HBI Series on Jewish Women

2007 • 184 pp. 6 x 9"
Women's Studies / Jewish Studies

$19.95 Paperback, 978-1-58465-659-3

“[D]elightfully perceptive . . . [Hartman's] observations of the Modern Orthodoxy movement are so insightful that this work should be required reading for students of contemporary Judaism, whether or not they have any interest in feminism.”—American Jewish Libraries Newsletter

An innovative analysis of how creative tensions between modern Orthodox Judaism and feminism can lead to unexpected perspectives and beliefs

University professor and social activist Tova Hartman, discouraged by failed attempts to make her modern Orthodox synagogue in Jerusalem more inclusive of women, together with other worshippers, set about creating their own own, Shira Hadasha (“a new song”).

Since it opened in 2002, this new synagogue’s mission—to develop a religious community that embraces halakhah (Jewish law), tefillah (prayer), and feminism—has drawn thousands to services. The courageous act of creating the synagogue—against amazing odds—is testimony to Hartman’s own deeply felt commitment to both feminism and modern Orthodox Judaism.

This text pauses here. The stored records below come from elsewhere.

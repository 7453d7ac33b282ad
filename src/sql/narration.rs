//! Rendering products as customer-facing text

use serde_json::Value;

use super::store::{ProductRecord, Record};

/// Ready-made discount wording added to rows sent for narration.
pub const DISCOUNT_TEXT_KEY: &str = "discount_text";

/// Reply for a query that matched no rows.
pub const NO_MATCHING_PRODUCTS: &str =
    "Sorry, I couldn't find any products matching your request.";

/// `0.35` → `"35 percent off"`; `None` for no discount.
pub fn discount_phrase(discount: f64) -> Option<String> {
    let percent = (discount * 100.0).round() as i64;
    if percent <= 0 {
        return None;
    }
    Some(format!("{} percent off", percent))
}

/// One numbered line: `1. Title: Rs. 1104 (35 percent off), Rating: 4.4 <link>`.
pub fn product_line(position: usize, product: &ProductRecord) -> String {
    let discount = discount_phrase(product.discount)
        .map(|d| format!(" ({})", d))
        .unwrap_or_default();

    format!(
        "{}. {}: Rs. {}{}, Rating: {} {}",
        position, product.title, product.price, discount, product.avg_rating, product.product_link
    )
}

/// Copy of `rows` where each positive `discount` also gets its wording.
pub fn with_discount_text(rows: &[Record]) -> Vec<Record> {
    rows.iter()
        .cloned()
        .map(|mut row| {
            if let Some(phrase) = row
                .get("discount")
                .and_then(Value::as_f64)
                .and_then(discount_phrase)
            {
                row.insert(DISCOUNT_TEXT_KEY.to_string(), Value::String(phrase));
            }
            row
        })
        .collect()
}

pub fn render_product_list(products: &[ProductRecord]) -> String {
    if products.is_empty() {
        return NO_MATCHING_PRODUCTS.to_string();
    }

    products
        .iter()
        .enumerate()
        .map(|(i, p)| product_line(i + 1, p))
        .collect::<Vec<_>>()
        .join("\n")
}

The story of the creation and ongoing development of similar “partnership minyans” in Jerusalem and elsewhere anchors and ties together this book’s five essays, each of which explores a vital contact point between contemporary feminist thought and aspects of Jewish tradition. Hartman discusses three feminist analyses of Freudian psychology for reading Jewish texts; modesty and the religious male gaze; the backlash against feminism by traditional rabbis; the male imagery in liturgy; and Orthodox women and purity rituals. Throughout, Hartman emphasizes the importance of reinterpretation, asking her readers to view as “creative tensions” what seem like obvious and insurmountable contradictions between traditional and modern beliefs. Such tensions can offer unexpected connections as well as painful compromises. The conclusion revisits the construction of the synagogue as well as discusses its impediments and actualizing these types of social and religious changes.

Hartman’s book will speak directly to scholars and students of gender, religion, and psychology, as well as anyone interested in the negotiation of feminism and tradition.

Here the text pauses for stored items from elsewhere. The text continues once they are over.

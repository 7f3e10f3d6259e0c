//! Standard filesystem paths for dmount.

use std::path::{Path, PathBuf};

use once_cell::sync::Lazy;

/// Default location of the configuration file.
pub const DEFAULT_CONFIG_PATH: &str = "/etc/dmount.toml";

/// Disk image tool used for attach and compact.
pub static HDIUTIL: Lazy<PathBuf> = Lazy::new(|| {
    std::env::var("DMOUNT_HDIUTIL")
        .map(PathBuf::from)
        .unwrap_or_else(|_| PathBuf::from("/usr/bin/hdiutil"))
});

/// Disk utility used for repairs.
pub static DISKUTIL: Lazy<PathBuf> = Lazy::new(|| {
    std::env::var("DMOUNT_DISKUTIL")
        .map(PathBuf::from)
        .unwrap_or_else(|_| PathBuf::from("/usr/sbin/diskutil"))
});

/// Directory holding the `fsck_<kind>` checkers.
pub static FSCK_DIR: Lazy<PathBuf> = Lazy::new(|| {
    std::env::var("DMOUNT_FSCK_DIR")
        .map(PathBuf::from)
        .unwrap_or_else(|_| PathBuf::from("/sbin"))
});

/// Locations of the external tools the pipeline drives.
#[derive(Debug, Clone, PartialEq, Eq)]
pub struct ToolPaths {
    /// `hdiutil` binary.
    pub hdiutil: PathBuf,
    /// `diskutil` binary.
    pub diskutil: PathBuf,
    /// Directory containing `fsck_apfs`, `fsck_hfs`, ...
    pub fsck_dir: PathBuf,
}

impl ToolPaths {
    /// Create paths with every tool under a single directory.
    #[must_use]
    pub fn with_root(root: impl AsRef<Path>) -> Self {
        let root = root.as_ref();
        Self {
            hdiutil: root.join("hdiutil"),
            diskutil: root.join("diskutil"),
            fsck_dir: root.to_path_buf(),
        }
    }

    /// Filesystem checker for a volume kind, e.g. `/sbin/fsck_apfs`.
    #[must_use]
    pub fn fsck(&self, kind: &str) -> PathBuf {
        self.fsck_dir.join(format!("fsck_{kind}"))
    }
}

impl Default for ToolPaths {
    fn default() -> Self {
        Self {
            hdiutil: HDIUTIL.clone(),
            diskutil: DISKUTIL.clone(),
            fsck_dir: FSCK_DIR.clone(),
        }
    }
}
//! dmount CLI entry point.

use std::process::ExitCode;

use clap::Parser;

use dmount::cli::Cli;
use dmount::logging;
use dmount_common::ExitStatusCode;

fn main() -> ExitCode {
    // Parse CLI arguments; anything but help and version is a usage error
    let cli = match Cli::try_parse() {
        Ok(cli) => cli,
        Err(e) => {
            let _ = e.print();
            return if e.use_stderr() {
                ExitStatusCode::Usage.into()
            } else {
                ExitCode::SUCCESS
            };
        }
    };

    // Initialize tracing
    if let Err(e) = logging::init(cli.debug, cli.log_format) {
        eprintln!("{e}");
    }

    // Execute command
    match cli.execute() {
        Ok(()) => ExitCode::SUCCESS,
        Err(err) => {
            let status = err.exit_status();
            eprintln!("{:?}", miette::Report::new(err));
            status.into()
        }
    }
}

Click here for TABLE OF CONTENTS

Reviews / Endorsements

“[Hartman's] new book presents a radical perspective on being a modern Orthodox Jewish feminist. She confronts every difficult issue for a feminist in Jewish practice, locates the issues in universal terms informed by the latest feminist scholarship as well as by a deep knowledge of Jewish texts, and presents innovative perspectives that are important for anyone who wishes to maintain a religious commitment and still be intellectually and spiritually honest. This book is also a powerful reminder that the debates in Halachah (Jewish law) retain their appeal to many because they are intellectually exciting even when one doesn't accept the Orthodox premises from which they begin.” Tikkun

"It is a "must-read" for anyone interested in religious feminism for any stripe."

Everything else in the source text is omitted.